Another way to visualize a complex data structure rapidly is to dump it. A particularly nice dumping package is included in the Perl core distribution, called Data::Dumper. Let's replace the last half of the byte-counting program with a simple call to Data::Dumper:

use Data::Dumper;

my %total_bytes;
while (<>) {
  my ($source, $destination, $bytes) = split;
  $total_bytes{$source}{$destination} += $bytes;
}

print Dumper(\%total_bytes);

The Data::Dumper module defines the Dumper subroutine. This subroutine is similar to the x command in the debugger. You can give Dumper one or more values, and Dumper turns those values into a printable string. The difference between the debugger's x command and Dumper, however, is that the string generated by Dumper is Perl code:

myhost% perl bytecounts2 <bytecounts-in
$VAR1 = {
          'thurston.howell.hut' => {
                                     'lovey.howell.hut' => 1250
                                   },
          'ginger.girl.hut' => {
                                 'maryann.girl.hut' => 199,
                                 'professor.hut' => 1218
                               },
          'professor.hut' => {
                               'gilligan.crew.hut' => 1250,
                               'lovey.howell.hut' => 1360
                             }
        };
myhost%

The Perl code is fairly understandable; it shows that you have a reference to a hash of three elements, with each value of the hash being a reference to a nested hash. You can evaluate this code and get a hash that's equivalent to the original hash. However, if you're thinking about doing this in order to have a complex data structure persist from one program invocation to the next, please keep reading.

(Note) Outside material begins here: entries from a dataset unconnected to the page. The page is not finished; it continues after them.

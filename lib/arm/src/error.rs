//! Error types for the ARM crate.

use speechkit_identity::IdentityError;
use std::fmt;

/// Errors from Azure Resource Manager calls.
#[derive(Debug, Clone, PartialEq, Eq)]
pub enum ArmError {
    /// ARM answered with a non-success status.
    Status {
        status: u16,
        code: Option<String>,
        message: String,
        retry_after: Option<u64>,
    },
    /// The request never produced a response.
    Transport {
        reason: String,
        timeout: bool,
        connect: bool,
    },
    /// The response body did not match the expected shape.
    Deserialize { reason: String },
    /// No signed-in account could provide a token.
    NotSignedIn,
    /// Token acquisition failed for another reason.
    Authentication { reason: String },
    /// The location offers no SKU for the requested kind.
    NoPricingTierAvailable { location: String },
    /// A freshly created resource group never became visible.
    ResourceGroupNotReady { name: String, attempts: u32 },
    /// A resource id lacks the segments the call needs.
    InvalidResourceId { id: String },
    /// Keys or location could not be read from the instance.
    MissingKeyOrRegion { name: String },
    /// Account creation ended in a state other than `Succeeded`.
    ProvisioningFailed { name: String, state: String },
    /// Client settings are unusable.
    Configuration { reason: String },
}

impl ArmError {
    /// Short stable name used in error codes.
    #[must_use]
    pub const fn name(&self) -> &'static str {
        match self {
            Self::Status { .. } => "HttpStatus",
            Self::Transport { .. } => "Transport",
            Self::Deserialize { .. } => "Deserialize",
            Self::NotSignedIn => "NotSignedIn",
            Self::Authentication { .. } => "Authentication",
            Self::NoPricingTierAvailable { .. } => "NoPricingTierAvailable",
            Self::ResourceGroupNotReady { .. } => "ResourceGroupNotReady",
            Self::InvalidResourceId { .. } => "InvalidResourceId",
            Self::MissingKeyOrRegion { .. } => "MissingKeyOrRegion",
            Self::ProvisioningFailed { .. } => "ProvisioningFailed",
            Self::Configuration { .. } => "Configuration",
        }
    }

    /// HTTP status of a rejected call, if that is what this is.
    #[must_use]
    pub const fn status(&self) -> Option<u16> {
        match self {
            Self::Status { status, .. } => Some(*status),
            _ => None,
        }
    }

    /// Seconds to wait before retrying, or `None` when retrying is pointless.
    ///
    /// Throttling and server errors honour `Retry-After`; timeouts and
    /// connection failures back off exponentially.
    #[must_use]
    pub fn retry_delay(&self, attempt: u32) -> Option<u64> {
        let backoff = 2_u64.saturating_pow(attempt.min(5));
        match self {
            Self::Status {
                status,
                retry_after,
                ..
            } if *status == 429 || (500..600).contains(status) => {
                Some(retry_after.unwrap_or(backoff))
            }
            Self::Transport {
                timeout, connect, ..
            } if *timeout || *connect => Some(backoff),
            _ => None,
        }
    }
}

impl From<&IdentityError> for ArmError {
    fn from(err: &IdentityError) -> Self {
        match err {
            IdentityError::NotSignedIn => Self::NotSignedIn,
            other => Self::Authentication {
                reason: other.to_string(),
            },
        }
    }
}

impl From<reqwest::Error> for ArmError {
    fn from(err: reqwest::Error) -> Self {
        if err.is_decode() {
            return Self::Deserialize {
                reason: err.to_string(),
            };
        }
        Self::Transport {
            reason: err.to_string(),
            timeout: err.is_timeout(),
            connect: err.is_connect(),
        }
    }
}

impl fmt::Display for ArmError {
    fn fmt(&self, f: &mut fmt::Formatter<'_>) -> fmt::Result {
        match self {
            Self::Status {
                status,
                code,
                message,
                ..
            } => match code {
                Some(code) => write!(f, "ARM request failed ({status} {code}): {message}"),
                None => write!(f, "ARM request failed ({status}): {message}"),
            },
            Self::Transport { reason, .. } => write!(f, "ARM request failed: {reason}"),
            Self::Deserialize { reason } => write!(f, "unexpected ARM response: {reason}"),
            Self::NotSignedIn => write!(f, "not signed in to Azure"),
            Self::Authentication { reason } => write!(f, "could not get an ARM token: {reason}"),
            Self::NoPricingTierAvailable { location } => {
                write!(f, "No pricing tier available for the selected region {location}")
            }
            Self::ResourceGroupNotReady { name, attempts } => write!(
                f,
                "resource group '{name}' was not visible after {attempts} attempts"
            ),
            Self::InvalidResourceId { id } => write!(f, "invalid resource id: {id}"),
            Self::MissingKeyOrRegion { name } => {
                write!(f, "could not read the key or region of '{name}'")
            }
            Self::ProvisioningFailed { name, state } => {
                write!(f, "provisioning of '{name}' ended in state {state}")
            }
            Self::Configuration { reason } => write!(f, "invalid ARM configuration: {reason}"),
        }
    }
}

impl std::error::Error for ArmError {}

#[cfg(test)]
mod tests {
    use super::*;

    fn status(status: u16, retry_after: Option<u64>) -> ArmError {
        ArmError::Status {
            status,
            code: None,
            message: String::new(),
            retry_after,
        }
    }

    #[test]
    fn throttling_honours_retry_after() {
        assert_eq!(status(429, Some(7)).retry_delay(1), Some(7));
        assert_eq!(status(503, None).retry_delay(2), Some(4));
    }

    #[test]
    fn backoff_is_capped() {
        assert_eq!(status(500, None).retry_delay(9), Some(32));
    }

    #[test]
    fn client_errors_are_not_retried() {
        assert_eq!(status(404, None).retry_delay(1), None);
        assert_eq!(status(403, None).retry_delay(1), None);
        assert_eq!(
            ArmError::Deserialize {
                reason: "x".to_string()
            }
            .retry_delay(1),
            None
        );
    }

    #[test]
    fn transport_retry_needs_timeout_or_connect() {
        let reset = ArmError::Transport {
            reason: "reset".to_string(),
            timeout: false,
            connect: false,
        };
        assert_eq!(reset.retry_delay(1), None);
        let timeout = ArmError::Transport {
            reason: "timed out".to_string(),
            timeout: true,
            connect: false,
        };
        assert_eq!(timeout.retry_delay(1), Some(2));
    }

    #[test]
    fn identity_errors_map_to_sign_in_state() {
        assert_eq!(ArmError::from(&IdentityError::NotSignedIn), ArmError::NotSignedIn);
        assert!(matches!(
            ArmError::from(&IdentityError::LoginTimeout),
            ArmError::Authentication { .. }
        ));
    }

    #[test]
    fn pricing_tier_message() {
        let err = ArmError::NoPricingTierAvailable {
            location: "westus".to_string(),
        };
        assert_eq!(
            err.to_string(),
            "No pricing tier available for the selected region westus"
        );
    }
}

Data::Dumper, like the debugger's x command, handles shared data properly. For example, go back to that "leaking" data from Chapter 4:

use Data::Dumper;
$Data::Dumper::Purity = 1; # declare possibly self-referencing structures
my @data1 = qw(one won);
my @data2 = qw(two too to);
push @data2, \@data1;
push @data1, \@data2;
print Dumper(\@data1, \@data2);

Here's the output from this program:

$VAR1 = [
          'one',
          'won',
          [
            'two',
            'too',
            'to',
            [  ]
          ]
        ];
$VAR1->[2][3] = $VAR1;
$VAR2 = $VAR1->[2];

Notice how you've created two different variables now, since there are two parameters to Dumper. The element $VAR1 corresponds to a reference to @data1, while $VAR2 corresponds to a reference to @data2. The debugger shows the values similarly:

DB<1> x \@data1, \@data2
    0  ARRAY(0xf914)
 0  'one'
 1  'won'
 2  ARRAY(0x3122a8)
    0  'two'
    1  'too'
    2  'to'
    3  ARRAY(0xf914)
       -> REUSED_ADDRESS
    1  ARRAY(0x3122a8)
 -> REUSED_ADDRESS

Note that the phrase REUSED_ADDRESS indicates that some parts of the data are actually references you've already seen.